Couple's Retreat Garden (耦园 (Ǒu Yuán); Suzhou Wu, Wugniu: Ngeu^{6} yoe^{2}, /wuu/) located in Suzhou city, Jiangsu province, China is a famous classical Chinese garden. It is recognized with other classical Suzhou gardens as a UNESCO World Heritage Site.

==History==
The original garden was built by Lu Jin, prefect of Baoning district, in 1874. It was purchased by Shen Bingcheng, the magistrate of Susong, who rebuilt it in its current form. He also changed the name to the Couple's Garden Retreat. This name refers to the garden's two parts and alludes to a couple. It is recognized with other classical Suzhou gardens as a UNESCO World Heritage Site.

==Design==
The 0.33 ha garden is divided into an east and west section by the residential core in the middle; an unusual composition for a classical garden.
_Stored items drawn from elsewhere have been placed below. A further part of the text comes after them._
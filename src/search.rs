//! Search engine boundary.
//!
//! The full-text engine that executes queries lives outside this crate. The
//! correction chain only needs to ask it how many documents a query matches,
//! and the query pipeline hands it the expanded query. [`MemorySearchEngine`]
//! is a small term-matching engine over loaded articles used by the command
//! line tool and tests.

use std::collections::BTreeMap;

use async_trait::async_trait;
use serde::{Deserialize, Serialize};

use crate::analysis::tokenizer::Tokenizer;
use crate::corpus::Article;
use crate::error::Result;

/// Default page size.
pub const DEFAULT_LIMIT: usize = 10;

/// A search request.
#[derive(Debug, Clone, PartialEq, Serialize, Deserialize)]
pub struct SearchRequest {
    /// The query text, already corrected and expanded.
    pub query: String,
    /// Number of hits to skip.
    pub offset: usize,
    /// Maximum number of hits to return.
    pub limit: usize,
    /// Restrict hits to one category.
    pub category: Option<String>,
    /// Restrict hits to one author.
    pub author: Option<String>,
}

impl SearchRequest {
    /// Create a request for the first page of results.
    pub fn new<S: Into<String>>(query: S) -> Self {
        SearchRequest {
            query: query.into(),
            offset: 0,
            limit: DEFAULT_LIMIT,
            category: None,
            author: None,
        }
    }

    /// Set the number of hits to skip.
    pub fn offset(mut self, offset: usize) -> Self {
        self.offset = offset;
        self
    }

    /// Set the maximum number of hits to return.
    pub fn limit(mut self, limit: usize) -> Self {
        self.limit = limit;
        self
    }

    /// Filter by category.
    pub fn category<S: Into<String>>(mut self, category: S) -> Self {
        self.category = Some(category.into());
        self
    }

    /// Filter by author.
    pub fn author<S: Into<String>>(mut self, author: S) -> Self {
        self.author = Some(author.into());
        self
    }
}

/// A single matching document.
#[derive(Debug, Clone, PartialEq, Serialize, Deserialize)]
pub struct SearchHit {
    /// Engine-specific document id.
    pub id: String,
    /// Document title.
    pub title: String,
    /// Relevance score.
    pub score: f32,
}

/// Search results.
#[derive(Debug, Clone, Default, PartialEq, Serialize, Deserialize)]
pub struct SearchResults {
    /// The requested page of hits.
    pub documents: Vec<SearchHit>,
    /// Total number of matching documents.
    pub total_count: usize,
    /// Highlighted fragments keyed by document id.
    pub highlights: BTreeMap<String, Vec<String>>,
}

/// An external full-text search engine.
#[async_trait]
pub trait SearchEngine: Send + Sync {
    /// Execute a search request.
    async fn search(&self, request: &SearchRequest) -> Result<SearchResults>;

    /// Total number of indexed documents.
    async fn count_all_documents(&self) -> Result<usize>;

    /// Number of documents matching a query.
    async fn count(&self, query: &str) -> Result<usize> {
        let request = SearchRequest::new(query).limit(0);
        Ok(self.search(&request).await?.total_count)
    }
}

/// In-memory engine that scores articles by the number of query terms they
/// contain.
#[derive(Debug, Clone, Default)]
pub struct MemorySearchEngine {
    articles: Vec<Article>,
    terms: Vec<std::collections::BTreeSet<String>>,
    tokenizer: Tokenizer,
}

impl MemorySearchEngine {
    /// Index a batch of articles with the default tokenizer.
    pub fn new(articles: Vec<Article>) -> Self {
        Self::with_tokenizer(articles, Tokenizer::new())
    }

    /// Index a batch of articles with a custom tokenizer, also used for
    /// queries.
    pub fn with_tokenizer(articles: Vec<Article>, tokenizer: Tokenizer) -> Self {
        let terms = articles
            .iter()
            .map(|article| tokenizer.tokenize(&article.full_text()))
            .collect();
        MemorySearchEngine {
            articles,
            terms,
            tokenizer,
        }
    }

    fn matches_filters(article: &Article, request: &SearchRequest) -> bool {
        let category_ok = match &request.category {
            Some(category) => article.category.as_deref() == Some(category.as_str()),
            None => true,
        };
        let author_ok = match &request.author {
            Some(author) => article.author.as_deref() == Some(author.as_str()),
            None => true,
        };
        category_ok && author_ok
    }
}

#[async_trait]
impl SearchEngine for MemorySearchEngine {
    async fn search(&self, request: &SearchRequest) -> Result<SearchResults> {
        let query_terms = self.tokenizer.tokenize(&request.query);
        if query_terms.is_empty() {
            return Ok(SearchResults::default());
        }

        let mut scored: Vec<(usize, usize)> = self
            .articles
            .iter()
            .zip(&self.terms)
            .enumerate()
            .filter(|(_, (article, _))| Self::matches_filters(article, request))
            .filter_map(|(id, (_, terms))| {
                let matched = query_terms.intersection(terms).count();
                (matched > 0).then_some((id, matched))
            })
            .collect();
        scored.sort_by(|a, b| b.1.cmp(&a.1).then(a.0.cmp(&b.0)));

        let mut highlights = BTreeMap::new();
        let documents = scored
            .iter()
            .skip(request.offset)
            .take(request.limit)
            .map(|&(id, matched)| {
                let matching: Vec<String> = query_terms
                    .intersection(&self.terms[id])
                    .cloned()
                    .collect();
                highlights.insert(id.to_string(), matching);
                SearchHit {
                    id: id.to_string(),
                    title: self.articles[id].title.clone(),
                    score: matched as f32 / query_terms.len() as f32,
                }
            })
            .collect();

        Ok(SearchResults {
            documents,
            total_count: scored.len(),
            highlights,
        })
    }

    async fn count_all_documents(&self) -> Result<usize> {
        Ok(self.articles.len())
    }
}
The eccentric design is continued in the form and details of many of the garden buildings, especially the Taoism Tower. The garden is located in the intersection of canals and is surrounded by water on three sides. It is accessible directly from the canal by boat. The west garden is composed of several structures grouped around a small grotto and a Library annex. It is structurally joined to the central residence. The east garden is the main garden of the complex. It consists of a grotto and pond ringed by a covered walkway that connects the structures. A smaller fruit orchard annex is attached.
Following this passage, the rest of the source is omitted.